O projeto começou em 2019 e deverá estar terminado e apresentar as suas conclusões em 2021. Miguel Poiares Maduro explica-o assim: “Trata-se de fazer algo que acontece em alguns países mas em que não temos muita tradição, que é traçar cenários sobre a evolução do mundo e sobre a evolução futura da sociedade nas suas dimensões sociais, ambientais, económica e de segurança, por exemplo”.

A ideia do estudo é, em suma, tentar antecipar “cenários que possam permitir uma melhor construção de políticas públicas em resposta ao que se antecipa serem as tendências futuras do mundo”. Há equipas constituídas para diferentes áreas, que cobrem “um conjunto muito alargado de temas”, aponta ainda o presidente do Fórum Futuro. Estes vão da transformação digital da economia à sustentabilidade ambiental, passando por “a questão energética, a questão da evolução do sistema político, a geopolítica”. O trabalho das equipas vai sendo continuamente “revisto, criticado e sujeito a sugestões de outras especialistas” ao longo do tempo, até se chegar a uma “versão final”.

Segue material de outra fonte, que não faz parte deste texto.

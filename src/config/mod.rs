//! Configuration module

use serde::Deserialize;

use crate::error::AppError;

#[derive(Debug, Clone, Deserialize)]
pub struct Config {
    #[serde(default)]
    pub server: ServerConfig,
    pub netatmo: NetatmoConfig,
}

#[derive(Debug, Clone, Deserialize)]
pub struct ServerConfig {
    #[serde(default = "default_host")]
    pub host: String,
    #[serde(default = "default_port")]
    pub port: u16,
}

impl Default for ServerConfig {
    fn default() -> Self {
        Self {
            host: default_host(),
            port: default_port(),
        }
    }
}

/// Vendor account and client settings
#[derive(Clone, Deserialize)]
pub struct NetatmoConfig {
    #[serde(default = "default_base_url")]
    pub base_url: String,
    #[serde(default)]
    pub client_id: String,
    #[serde(default)]
    pub client_secret: String,
    #[serde(default)]
    pub username: String,
    #[serde(default)]
    pub password: String,
    /// Overrides the union of all API group scopes
    #[serde(default)]
    pub scope: Option<String>,
    #[serde(default = "default_timeout_secs")]
    pub timeout_secs: u64,
    #[serde(default = "default_expiry_margin_secs")]
    pub token_expiry_margin_secs: u64,
}

// Secrets stay out of logs.
impl std::fmt::Debug for NetatmoConfig {
    fn fmt(&self, f: &mut std::fmt::Formatter<'_>) -> std::fmt::Result {
        f.debug_struct("NetatmoConfig")
            .field("base_url", &self.base_url)
            .field("client_id", &self.client_id)
            .field("client_secret", &"***")
            .field("username", &self.username)
            .field("password", &"***")
            .field("scope", &self.scope)
            .field("timeout_secs", &self.timeout_secs)
            .field("token_expiry_margin_secs", &self.token_expiry_margin_secs)
            .finish()
    }
}

impl NetatmoConfig {
    /// Every credential field must be set before the first token request.
    pub fn validate(&self) -> Result<(), AppError> {
        let missing: Vec<&str> = [
            ("client_id", &self.client_id),
            ("client_secret", &self.client_secret),
            ("username", &self.username),
            ("password", &self.password),
        ]
        .iter()
        .filter(|(_, value)| value.trim().is_empty())
        .map(|(name, _)| *name)
        .collect();

        if !missing.is_empty() {
            return Err(AppError::ConfigError(format!(
                "missing netatmo credentials: {}",
                missing.join(", ")
            )));
        }

        url::Url::parse(&self.base_url)
            .map_err(|e| AppError::ConfigError(format!("invalid base_url {}: {}", self.base_url, e)))?;

        Ok(())
    }
}

fn default_host() -> String {
    "0.0.0.0".to_string()
}

fn default_port() -> u16 {
    8081
}

fn default_base_url() -> String {
    "https://api.netatmo.com/".to_string()
}

fn default_timeout_secs() -> u64 {
    30
}

fn default_expiry_margin_secs() -> u64 {
    60
}

impl Config {
    pub fn load() -> anyhow::Result<Self> {
        let settings = config::Config::builder()
            .add_source(config::File::with_name("config/default").required(false))
            .add_source(config::Environment::with_prefix("NETATMO_GATEWAY").separator("__"))
            .build()?;

        let config: Config = settings.try_deserialize()?;
        config.netatmo.validate()?;

        Ok(config)
    }
}

#[cfg(test)]
mod tests {
    use super::*;

    fn netatmo_config() -> NetatmoConfig {
        NetatmoConfig {
            base_url: default_base_url(),
            client_id: "id".to_string(),
            client_secret: "secret".to_string(),
            username: "user@example.com".to_string(),
            password: "pw".to_string(),
            scope: None,
            timeout_secs: default_timeout_secs(),
            token_expiry_margin_secs: default_expiry_margin_secs(),
        }
    }

    #[test]
    fn test_validate_complete() {
        assert!(netatmo_config().validate().is_ok());
    }

    #[test]
    fn test_validate_lists_missing_credentials() {
        let mut cfg = netatmo_config();
        cfg.client_secret = String::new();
        cfg.password = "  ".to_string();

        let err = cfg.validate().unwrap_err().to_string();
        assert!(err.contains("client_secret"));
        assert!(err.contains("password"));
        assert!(!err.contains("client_id"));
    }

    #[test]
    fn test_validate_rejects_bad_base_url() {
        let mut cfg = netatmo_config();
        cfg.base_url = "not a url".to_string();
        assert!(cfg.validate().is_err());
    }

    #[test]
    fn test_debug_hides_secrets() {
        let rendered = format!("{:?}", netatmo_config());
        assert!(!rendered.contains("secret\""));
        assert!(!rendered.contains("\"pw\""));
        assert!(rendered.contains("user@example.com"));
    }

    #[test]
    fn test_deserialize_applies_defaults() {
        let settings = config::Config::builder()
            .set_override("netatmo.client_id", "id")
            .unwrap()
            .build()
            .unwrap();
        let cfg: Config = settings.try_deserialize().unwrap();

        assert_eq!(cfg.server.port, 8081);
        assert_eq!(cfg.server.host, "0.0.0.0");
        assert_eq!(cfg.netatmo.base_url, "https://api.netatmo.com/");
        assert_eq!(cfg.netatmo.timeout_secs, 30);
        assert!(cfg.netatmo.scope.is_none());
    }
}
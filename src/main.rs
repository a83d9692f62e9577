//! netatmo-gateway - authenticated REST gateway for the Netatmo cloud API
//!
//! Re-exposes weather, energy, security, air-care and enterprise endpoints
//! under `/netatmo/...`, attaching a shared OAuth2 access token and
//! normalizing every vendor answer into a `{status, message}` envelope.

mod api;
mod config;
mod error;
mod gateway;
mod netatmo;

use std::net::SocketAddr;
use std::sync::Arc;

use tower::ServiceBuilder;
use tower_http::{cors::CorsLayer, trace::TraceLayer};
use tracing_subscriber::{layer::SubscriberExt, util::SubscriberInitExt};

use crate::gateway::{ApiGroup, GatewayState, ENDPOINTS};
use crate::netatmo::NetatmoClient;

#[tokio::main]
async fn main() -> anyhow::Result<()> {
    // Initialize tracing
    tracing_subscriber::registry()
        .with(tracing_subscriber::fmt::layer())
        .with(
            tracing_subscriber::EnvFilter::try_from_default_env()
                .unwrap_or_else(|_| "netatmo_gateway=info,tower_http=debug".into()),
        )
        .init();

    tracing::info!("Starting netatmo-gateway...");

    // Load configuration
    let config = config::Config::load()?;
    tracing::info!("Configuration loaded: {:?}", config.netatmo);

    // Log in before accepting traffic
    let scope = config
        .netatmo
        .scope
        .clone()
        .unwrap_or_else(ApiGroup::combined_scope);
    let client = NetatmoClient::connect(&config.netatmo, scope).await?;
    tracing::info!(
        "Netatmo token acquired for scope \"{}\"",
        client.tokens().scope()
    );

    let state = GatewayState::new(Arc::new(client));

    // Build application router
    let cors = CorsLayer::permissive();

    let app = api::routes().with_state(state).layer(
        ServiceBuilder::new()
            .layer(TraceLayer::new_for_http())
            .layer(cors),
    );
    tracing::info!("Registered {} Netatmo routes", ENDPOINTS.len());

    // Start server
    let addr: SocketAddr = format!("{}:{}", config.server.host, config.server.port).parse()?;
    tracing::info!("Listening on {}", addr);

    let listener = tokio::net::TcpListener::bind(addr).await?;
    axum::serve(listener, app).await?;

    Ok(())
}
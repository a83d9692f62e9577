//! Declarative endpoint mappings and form parameter resolution

use std::collections::HashMap;

use axum::routing::MethodFilter;
use serde_json::{Map, Value};

use crate::error::AppError;

/// Netatmo product family; decides which OAuth scope a route needs
#[derive(Debug, Clone, Copy, PartialEq, Eq, Hash)]
pub enum ApiGroup {
    Common,
    Weather,
    Energy,
    Security,
    AirCare,
    Enterprise,
}

impl ApiGroup {
    pub const ALL: [ApiGroup; 6] = [
        ApiGroup::Common,
        ApiGroup::Weather,
        ApiGroup::Energy,
        ApiGroup::Security,
        ApiGroup::AirCare,
        ApiGroup::Enterprise,
    ];

    pub fn scope(self) -> &'static str {
        match self {
            ApiGroup::Common | ApiGroup::Enterprise => "",
            ApiGroup::Weather => "read_station",
            ApiGroup::Energy => "read_thermostat write_thermostat",
            ApiGroup::Security => {
                "read_camera acces_camera read_presence access_presence read_smokedetector write_camera"
            }
            ApiGroup::AirCare => "read_homecoach",
        }
    }

    /// Space-separated union of every group's scope, first occurrence wins
    pub fn combined_scope() -> String {
        let mut scopes: Vec<&str> = Vec::new();
        for group in Self::ALL {
            for scope in group.scope().split_whitespace() {
                if !scopes.contains(&scope) {
                    scopes.push(scope);
                }
            }
        }
        scopes.join(" ")
    }
}

#[derive(Debug, Clone, Copy, PartialEq, Eq)]
pub enum HttpMethod {
    Get,
    Post,
    Put,
    Delete,
}

impl HttpMethod {
    pub fn filter(self) -> MethodFilter {
        match self {
            HttpMethod::Get => MethodFilter::GET,
            HttpMethod::Post => MethodFilter::POST,
            HttpMethod::Put => MethodFilter::PUT,
            HttpMethod::Delete => MethodFilter::DELETE,
        }
    }

    /// Parameters for non-GET routes arrive as a JSON body
    pub fn has_body(self) -> bool {
        !matches!(self, HttpMethod::Get)
    }
}

/// Where a local parameter is read from
#[derive(Debug, Clone, Copy, PartialEq, Eq)]
pub enum ParamSource {
    Path,
    Query,
    Body,
}

/// How a value is encoded into the vendor form
#[derive(Debug, Clone, Copy, PartialEq, Eq)]
pub enum ParamKind {
    Text,
    Integer,
    Json,
}

#[derive(Debug, Clone, Copy, PartialEq)]
pub enum ParamDefault {
    Text(&'static str),
    Integer(i64),
    Bool(bool),
}

impl ParamDefault {
    fn encode(self) -> String {
        match self {
            ParamDefault::Text(s) => s.to_string(),
            ParamDefault::Integer(n) => n.to_string(),
            ParamDefault::Bool(b) => b.to_string(),
        }
    }
}

#[derive(Debug, Clone, Copy, PartialEq)]
pub struct ParamSpec {
    pub local: &'static str,
    pub source: ParamSource,
    pub vendor: &'static str,
    pub kind: ParamKind,
    pub required: bool,
    /// An encoded `0` is dropped like a missing value
    pub omit_zero: bool,
    pub default: Option<ParamDefault>,
}

impl ParamSpec {
    const fn new(source: ParamSource, local: &'static str, vendor: &'static str) -> Self {
        Self {
            local,
            source,
            vendor,
            kind: ParamKind::Text,
            required: false,
            omit_zero: false,
            default: None,
        }
    }

    pub const fn query(name: &'static str) -> Self {
        Self::new(ParamSource::Query, name, name)
    }

    pub const fn body(name: &'static str) -> Self {
        Self::new(ParamSource::Body, name, name)
    }

    /// Path segments are always required
    pub const fn path(local: &'static str, vendor: &'static str) -> Self {
        Self::new(ParamSource::Path, local, vendor).required()
    }

    pub const fn renamed(self, vendor: &'static str) -> Self {
        Self { vendor, ..self }
    }

    pub const fn required(self) -> Self {
        Self {
            required: true,
            ..self
        }
    }

    pub const fn integer(self) -> Self {
        Self {
            kind: ParamKind::Integer,
            ..self
        }
    }

    pub const fn omit_zero(self) -> Self {
        Self {
            omit_zero: true,
            ..self
        }
    }

    pub const fn json(self) -> Self {
        Self {
            kind: ParamKind::Json,
            ..self
        }
    }

    pub const fn or_text(self, value: &'static str) -> Self {
        Self {
            default: Some(ParamDefault::Text(value)),
            ..self
        }
    }

    pub const fn or_int(self, value: i64) -> Self {
        Self {
            default: Some(ParamDefault::Integer(value)),
            ..self
        }
    }

    pub const fn or_bool(self, value: bool) -> Self {
        Self {
            default: Some(ParamDefault::Bool(value)),
            ..self
        }
    }

    fn raw_value(&self, input: &RequestInput) -> Option<Value> {
        match self.source {
            ParamSource::Path => input.path.get(self.local).cloned().map(Value::String),
            ParamSource::Query => input.query.get(self.local).cloned().map(Value::String),
            ParamSource::Body => input.body.as_ref().and_then(|b| b.get(self.local)).cloned(),
        }
    }

    /// Resolve this parameter to its form value; `None` means omit the field.
    pub fn resolve(&self, input: &RequestInput) -> Result<Option<String>, AppError> {
        let value = self.raw_value(input).filter(|v| !is_absent(v));

        match value {
            Some(v) => {
                let encoded = self.encode(&v)?;
                if self.omit_zero && encoded == "0" {
                    self.fallback()
                } else {
                    Ok(Some(encoded))
                }
            }
            None => self.fallback(),
        }
    }

    fn fallback(&self) -> Result<Option<String>, AppError> {
        match self.default {
            Some(default) => Ok(Some(default.encode())),
            None if self.required => Err(AppError::BadRequest(format!(
                "missing parameter {}",
                self.local
            ))),
            None => Ok(None),
        }
    }

    fn encode(&self, value: &Value) -> Result<String, AppError> {
        match self.kind {
            ParamKind::Text => Ok(encode_text(value)),
            ParamKind::Integer => encode_integer(value).ok_or_else(|| {
                AppError::BadRequest(format!("parameter {} must be an integer", self.local))
            }),
            ParamKind::Json => Ok(match value {
                Value::String(s) => s.clone(),
                other => other.to_string(),
            }),
        }
    }
}

fn is_absent(value: &Value) -> bool {
    match value {
        Value::Null => true,
        Value::String(s) => s.is_empty() || s == "null",
        _ => false,
    }
}

fn encode_text(value: &Value) -> String {
    match value {
        Value::String(s) => s.clone(),
        Value::Bool(b) => b.to_string(),
        Value::Number(n) => n.to_string(),
        other => other.to_string(),
    }
}

/// Numbers and numeric strings, truncated toward zero
fn encode_integer(value: &Value) -> Option<String> {
    let number = match value {
        Value::Number(n) => n.as_i64().or_else(|| n.as_f64().map(|f| f.trunc() as i64)),
        Value::String(s) => {
            let s = s.trim();
            s.parse::<i64>()
                .ok()
                .or_else(|| s.parse::<f64>().ok().filter(|f| f.is_finite()).map(|f| f.trunc() as i64))
        }
        _ => None,
    }?;
    Some(number.to_string())
}

/// Everything a local request carries that a mapping may read
#[derive(Debug, Clone, Default)]
pub struct RequestInput {
    pub path: HashMap<String, String>,
    pub query: HashMap<String, String>,
    pub body: Option<Map<String, Value>>,
}

impl RequestInput {
    /// Parse a JSON request body; empty bodies are treated as no body.
    pub fn with_body(mut self, raw: &[u8]) -> Result<Self, AppError> {
        if raw.iter().all(|b| b.is_ascii_whitespace()) {
            return Ok(self);
        }

        match serde_json::from_slice::<Value>(raw) {
            Ok(Value::Object(map)) => {
                self.body = Some(map);
                Ok(self)
            }
            Ok(_) => Err(AppError::BadRequest(
                "request body must be a JSON object".to_string(),
            )),
            Err(e) => Err(AppError::BadRequest(format!("invalid JSON body: {}", e))),
        }
    }
}

/// One local route and how it maps onto a vendor endpoint
#[derive(Debug)]
pub struct EndpointMapping {
    pub name: &'static str,
    pub path: &'static str,
    pub method: HttpMethod,
    pub group: ApiGroup,
    pub vendor: &'static str,
    pub params: &'static [ParamSpec],
}

impl EndpointMapping {
    /// Vendor form fields in table order, excluding the access token
    pub fn build_form(&self, input: &RequestInput) -> Result<Vec<(String, String)>, AppError> {
        let mut form = Vec::with_capacity(self.params.len());
        for param in self.params {
            if let Some(value) = param.resolve(input)? {
                form.push((param.vendor.to_string(), value));
            }
        }
        Ok(form)
    }
}
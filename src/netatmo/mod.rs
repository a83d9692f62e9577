//! Netatmo cloud API integration
//!
//! - `token`: OAuth2 password grant, shared access token
//! - `client`: form-encoded POST forwarding
//! - `envelope`: status/body normalization

pub mod client;
pub mod envelope;
pub mod token;

pub use client::{NetatmoClient, VendorApi};
pub use envelope::ResponseEnvelope;
use crate::config::ScraperConfig;
use crate::error::{ScrapeError, ScrapeResult};
use anyhow::{Context, Result, anyhow};
use async_trait::async_trait;
use encoding_rs::Encoding;
use std::time::Duration;
use tracing::debug;
use url::Url;

/// Anything that can turn a URL into page text.
#[async_trait]
pub trait PageFetcher: Send + Sync {
    async fn get_text(&self, url: &Url) -> ScrapeResult<String>;
}

/// Single-shot HTTPS fetcher. Certificates are always verified; no retries.
pub struct HttpClient {
    inner: reqwest::Client,
    encoding: &'static Encoding,
}

impl HttpClient {
    pub fn new(config: &ScraperConfig) -> Result<Self> {
        let encoding = Encoding::for_label(config.encoding.as_bytes())
            .ok_or_else(|| anyhow!("Unknown page encoding {:?}", config.encoding))?;

        let mut builder = reqwest::Client::builder()
            .user_agent(&config.user_agent)
            .https_only(true)
            .gzip(true)
            // Accept cookies so session-based pages work
            .cookie_store(true);

        if let Some(secs) = config.timeout_secs {
            builder = builder.timeout(Duration::from_secs(secs));
        }

        let inner = builder.build().context("Failed to build HTTP client")?;

        Ok(Self {
            inner,
            encoding,
        })
    }

    /// Decodes the body with the configured encoding, whatever charset the response declares.
    async fn read_body(&self, resp: reqwest::Response) -> reqwest::Result<String> {
        let bytes = resp.bytes().await?;
        let (text, _) = self.encoding.decode_without_bom_handling(&bytes);
        Ok(text.into_owned())
    }
}

#[async_trait]
impl PageFetcher for HttpClient {
    async fn get_text(&self, url: &Url) -> ScrapeResult<String> {
        debug!("GET {}", url);

        let transport = |source: reqwest::Error| ScrapeError::Transport {
            url: url.to_string(),
            source,
        };

        let resp = self
            .inner
            .get(url.clone())
            .send()
            .await
            .and_then(|r| r.error_for_status())
            .map_err(transport)?;

        self.read_body(resp).await.map_err(transport)
    }
}
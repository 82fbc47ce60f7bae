use chrono::{Days, NaiveDate};
use std::fmt;

/// Marker written in place of an unknown circulating supply.
pub const UNKNOWN_SUPPLY: &str = "NULL";

// ── Coin listing ──────────────────────────────────────────────────────────────

#[derive(Debug, Clone, Copy, PartialEq, Eq)]
pub enum Supply {
    Known(u64),
    Unknown,
}

impl fmt::Display for Supply {
    fn fmt(&self, f: &mut fmt::Formatter<'_>) -> fmt::Result {
        match self {
            Supply::Known(n) => write!(f, "{}", n),
            Supply::Unknown => f.write_str(UNKNOWN_SUPPLY),
        }
    }
}

#[derive(Debug, Clone, PartialEq, Eq)]
pub struct Coin {
    /// URL slug, e.g. "bitcoin". Unique within a listing.
    pub name: String,
    pub symbol: String,
    pub supply: Supply,
}

/// One listing table row as it appears on the page, before cleaning.
#[derive(Debug, Clone)]
pub struct RawListingRow {
    pub symbol: String,
    pub href: String,
    pub supply: String,
}

// ── Price history ─────────────────────────────────────────────────────────────

/// Inclusive date range sent as `start`/`end` query parameters.
#[derive(Debug, Clone, Copy, PartialEq, Eq)]
pub struct DateWindow {
    pub start: NaiveDate,
    pub end: NaiveDate,
}

impl DateWindow {
    /// The window always ends yesterday so the current, still-open day is never fetched.
    /// A first run starts at `epoch`; incremental runs only ask for yesterday.
    pub fn for_run(first_run: bool, today: NaiveDate, epoch: NaiveDate) -> Self {
        let end = today.checked_sub_days(Days::new(1)).unwrap_or(today);
        let start = if first_run { epoch.min(end) } else { end };
        Self { start, end }
    }
}

#[derive(Debug, Clone, PartialEq)]
pub struct HistoryRow {
    pub date: NaiveDate,
    /// Remaining cells in column order, already cleaned.
    pub values: Vec<String>,
}

#[derive(Debug, Clone, PartialEq)]
pub struct HistoryTable {
    /// Column names including the leading "Date".
    pub columns: Vec<String>,
    pub rows: Vec<HistoryRow>,
}

#[derive(Debug, Clone, PartialEq)]
pub enum HistoryPage {
    /// The site reported no observations for the requested window.
    NoData,
    Table(HistoryTable),
}

/// Raw history page content: header cells plus body cells, untouched.
#[derive(Debug, Clone)]
pub struct RawHistoryTable {
    pub headers: Vec<String>,
    pub rows: Vec<Vec<String>>,
}

// ── Run reporting ─────────────────────────────────────────────────────────────

#[derive(Debug, Clone, PartialEq, Eq)]
pub enum CoinOutcome {
    Appended { rows: usize },
    NoData,
    Failed { reason: String },
}

#[derive(Debug, Clone, PartialEq, Eq)]
pub struct CoinReport {
    pub coin: String,
    pub outcome: CoinOutcome,
}

#[derive(Debug, Default, Clone, PartialEq, Eq)]
pub struct RunSummary {
    pub coins_listed: usize,
    pub coins_dispatched: usize,
    pub workers: usize,
    pub appended: usize,
    pub rows_written: usize,
    pub no_data: usize,
    /// (coin, reason)
    pub failed: Vec<(String, String)>,
}

impl RunSummary {
    pub fn record(&mut self, report: CoinReport) {
        match report.outcome {
            CoinOutcome::Appended { rows } => {
                self.appended += 1;
                self.rows_written += rows;
            }
            CoinOutcome::NoData => self.no_data += 1,
            CoinOutcome::Failed { reason } => self.failed.push((report.coin, reason)),
        }
    }

    pub fn is_clean(&self) -> bool {
        self.failed.is_empty()
    }
}
//! Semicolon-delimited CSV output: the coin list and one history file per coin.

use crate::config::StorageConfig;
use crate::models::{Coin, HistoryTable, Supply, UNKNOWN_SUPPLY};
use crate::scraper::cleaner::format_date;
use anyhow::{Context, Result, bail};
use std::fs::OpenOptions;
use std::path::{Path, PathBuf};
use tracing::{debug, info};

pub const DELIMITER: u8 = b';';
pub const LISTING_HEADER: [&str; 3] = ["Name", "Symbol", "Supply"];

/// Whether a history write starts a fresh file with a header or extends an existing one.
#[derive(Debug, Clone, Copy, PartialEq, Eq)]
pub enum WriteMode {
    Fresh,
    Append,
}

impl WriteMode {
    pub fn for_run(first_run: bool) -> Self {
        if first_run { WriteMode::Fresh } else { WriteMode::Append }
    }
}

pub struct CsvStore {
    listing_path: PathBuf,
    history_dir: PathBuf,
}

impl CsvStore {
    pub fn new(config: &StorageConfig) -> Self {
        Self {
            listing_path: config.data_dir.join(&config.listing_file),
            history_dir: config.data_dir.join(&config.history_dir),
        }
    }

    pub fn history_path(&self, coin: &str) -> PathBuf {
        self.history_dir.join(format!("{}.csv", coin))
    }

    // ── Coin list ─────────────────────────────────────────────────────────────

    /// Replaces the coin list file wholesale.
    pub fn write_coin_list(&self, coins: &[Coin]) -> Result<usize> {
        ensure_parent(&self.listing_path)?;

        let mut wtr = csv::WriterBuilder::new()
            .delimiter(DELIMITER)
            .from_path(&self.listing_path)
            .with_context(|| format!("Failed to create {:?}", self.listing_path))?;

        wtr.write_record(LISTING_HEADER)?;
        for coin in coins {
            let supply = coin.supply.to_string();
            wtr.write_record([coin.name.as_str(), coin.symbol.as_str(), supply.as_str()])
                .with_context(|| format!("write coin {}", coin.name))?;
        }
        wtr.flush()?;

        info!("Wrote {} coins to {:?}", coins.len(), self.listing_path);
        Ok(coins.len())
    }

    pub fn read_coin_list(&self) -> Result<Vec<Coin>> {
        let mut rdr = csv::ReaderBuilder::new()
            .delimiter(DELIMITER)
            .has_headers(true)
            .from_path(&self.listing_path)
            .with_context(|| format!("Failed to open {:?}", self.listing_path))?;

        let headers = rdr.headers()?.clone();
        if headers.iter().ne(LISTING_HEADER) {
            bail!("{:?} has header {:?}, expected {:?}", self.listing_path, headers, LISTING_HEADER);
        }

        let mut coins = Vec::new();
        for (i, result) in rdr.records().enumerate() {
            let record = result.with_context(|| format!("row {} of {:?}", i + 1, self.listing_path))?;
            let (Some(name), Some(symbol), Some(supply)) = (record.get(0), record.get(1), record.get(2))
            else {
                bail!("row {} of {:?} is incomplete", i + 1, self.listing_path);
            };

            let supply = match supply {
                UNKNOWN_SUPPLY => Supply::Unknown,
                n => Supply::Known(
                    n.parse()
                        .with_context(|| format!("bad supply {:?} for {}", n, name))?,
                ),
            };

            coins.push(Coin {
                name: name.to_string(),
                symbol: symbol.to_string(),
                supply,
            });
        }

        Ok(coins)
    }

    // ── Per-coin history ──────────────────────────────────────────────────────

    /// Writes `table` to the coin's history file and returns the number of rows written.
    /// `Fresh` truncates and writes the header, so a first run discards any history already
    /// on disk instead of appending below it; `Append` adds rows only.
    pub fn write_history(&self, coin: &str, table: &HistoryTable, mode: WriteMode) -> Result<usize> {
        let path = self.history_path(coin);
        ensure_parent(&path)?;

        let file = match mode {
            WriteMode::Fresh => OpenOptions::new().create(true).write(true).truncate(true).open(&path),
            WriteMode::Append => OpenOptions::new().create(true).append(true).open(&path),
        }
        .with_context(|| format!("Failed to open {:?}", path))?;

        let mut wtr = csv::WriterBuilder::new()
            .delimiter(DELIMITER)
            .has_headers(false)
            .from_writer(file);

        if mode == WriteMode::Fresh {
            wtr.write_record(&table.columns)?;
        }

        for row in &table.rows {
            let date = format_date(row.date);
            wtr.write_record(std::iter::once(date.as_str()).chain(row.values.iter().map(String::as_str)))
                .with_context(|| format!("write {} row {}", coin, date))?;
        }
        wtr.flush()?;

        debug!("{}: {} rows -> {:?} ({:?})", coin, table.rows.len(), path, mode);
        Ok(table.rows.len())
    }
}

fn ensure_parent(path: &Path) -> Result<()> {
    if let Some(parent) = path.parent() {
        std::fs::create_dir_all(parent)
            .with_context(|| format!("Could not create dir {:?}", parent))?;
    }
    Ok(())
}
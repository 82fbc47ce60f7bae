use thiserror::Error;

/// Failures while turning a remote page into typed rows.
#[derive(Debug, Error)]
pub enum ScrapeError {
    #[error("GET {url} failed: {source}")]
    Transport {
        url: String,
        #[source]
        source: reqwest::Error,
    },

    #[error("unexpected page structure: {0}")]
    ParseStructure(String),

    #[error("invalid url: {0}")]
    Url(#[from] url::ParseError),
}

impl ScrapeError {
    pub fn structure(msg: impl Into<String>) -> Self {
        ScrapeError::ParseStructure(msg.into())
    }
}

pub type ScrapeResult<T> = std::result::Result<T, ScrapeError>;
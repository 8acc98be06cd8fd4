// marque-core-client/marque-core-client
//
// Copyright: 2025, Marque Maintainers
// License: Mozilla Public License v2.0 (MPL v2.0)

pub use bookmarks_domain_service::{BookmarksDomainService, BookmarksDomainServiceDependencies};

mod bookmarks_domain_service;
// marque-core-client/marque-core-client
//
// Copyright: 2025, Marque Maintainers
// License: Mozilla Public License v2.0 (MPL v2.0)

use std::ops::Deref;
use std::sync::Arc;

use anyhow::Result;

use crate::app::deps::DynAppContext;
use crate::client_builder::{ClientBuilder, UndefinedStore};
use crate::domain::shared::models::UserId;
use crate::app::services::{BookmarksService, SessionService};
use crate::ClientEvent;

#[derive(Clone)]
pub struct Client {
    inner: Arc<ClientInner>,
}

pub trait ClientDelegate: Send + Sync {
    fn handle_event(&self, client: Client, event: ClientEvent);
}

impl Client {
    pub fn builder() -> ClientBuilder<UndefinedStore> {
        ClientBuilder::new()
    }
}

pub struct ClientInner {
    pub bookmarks: BookmarksService,
    pub(crate) ctx: DynAppContext,
    pub(crate) session: SessionService,
}

impl From<Arc<ClientInner>> for Client {
    fn from(inner: Arc<ClientInner>) -> Self {
        Client { inner }
    }
}

impl Deref for Client {
    type Target = ClientInner;

    fn deref(&self) -> &Self::Target {
        &self.inner
    }
}

impl Client {
    pub async fn connect(&self, user_id: &UserId) -> Result<()> {
        self.session.connect(user_id).await
    }

    pub async fn disconnect(&self) {
        self.session.disconnect().await
    }

    pub fn connected_user_id(&self) -> Option<UserId> {
        self.ctx.active_user_id()
    }
}
// marque-core-client/marque-core-client
//
// Copyright: 2025, Marque Maintainers
// License: Mozilla Public License v2.0 (MPL v2.0)

pub use bookmark::Bookmark;
pub use bookmark_change_event::{BookmarkChangeEvent, BookmarkChangeType};
pub use create_bookmark_request::{CreateBookmarkRequest, ValidationError};
pub use sync_state::SyncState;

mod bookmark;
mod bookmark_change_event;
mod create_bookmark_request;
mod sync_state;
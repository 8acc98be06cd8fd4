// marque-core-client/marque-core-client
//
// Copyright: 2025, Marque Maintainers
// License: Mozilla Public License v2.0 (MPL v2.0)

pub trait IDProvider: Send + Sync {
    fn new_id(&self) -> String;
}

#[derive(Default)]
pub struct UUIDProvider {}

impl IDProvider for UUIDProvider {
    fn new_id(&self) -> String {
        uuid::Uuid::new_v4().to_string()
    }
}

Para o presidente do Fórum Futuro, o próprio aparecimento da pandemia do novo coronavírus atesta a importância de se produzir material para um debate informado sobre o futuro: “O próprio aparecimento da pandemia e sobretudo a incapacidade de antecipação e a impreparação que quase todos os Estados revelaram numa fase inicial reforçam a necessidade de desenvolver estudos como estes, que obrigam as sociedades a confrontar-se com riscos e desafios futuros. Estes desafios, como são hipotéticos e futuros, tendem a não ser suficientemente antecipados e a resposta tende a não ser suficientemente planeada”. O possível aparecimento futuro de mais pandemias é, aliás, um dos temas que vai merecer investigação e discussão no foresight 2020-2030.

A organização da Fundação Calouste Gulbenkian, diz ainda o seu presidente, tem como objetivo fundamental “procurar antecipar os grandes temas do futuro, os grandes desafios e a forma como devemos desenhar e organizar políticas públicas e a nossa sociedade de forma a responder a esses desafios de futuro”.

Não se trata de fazer política ou de trazer respostas, porque “não compete à Fundação desenhar políticas públicas ou tomar posições sequer”. Trata-se de levantar hipótese, produzir cenários futuros verosímeis e antecipar os desafios a que o sistema político e sociedade civil terão de dar resposta. “É importante existir uma discussão mais informada sobre os grandes desafios e temas do futuro e é importante trazer esse debate para o presente, até porque o debate contemporâneo está muitas vezes muito centrado no imediato”.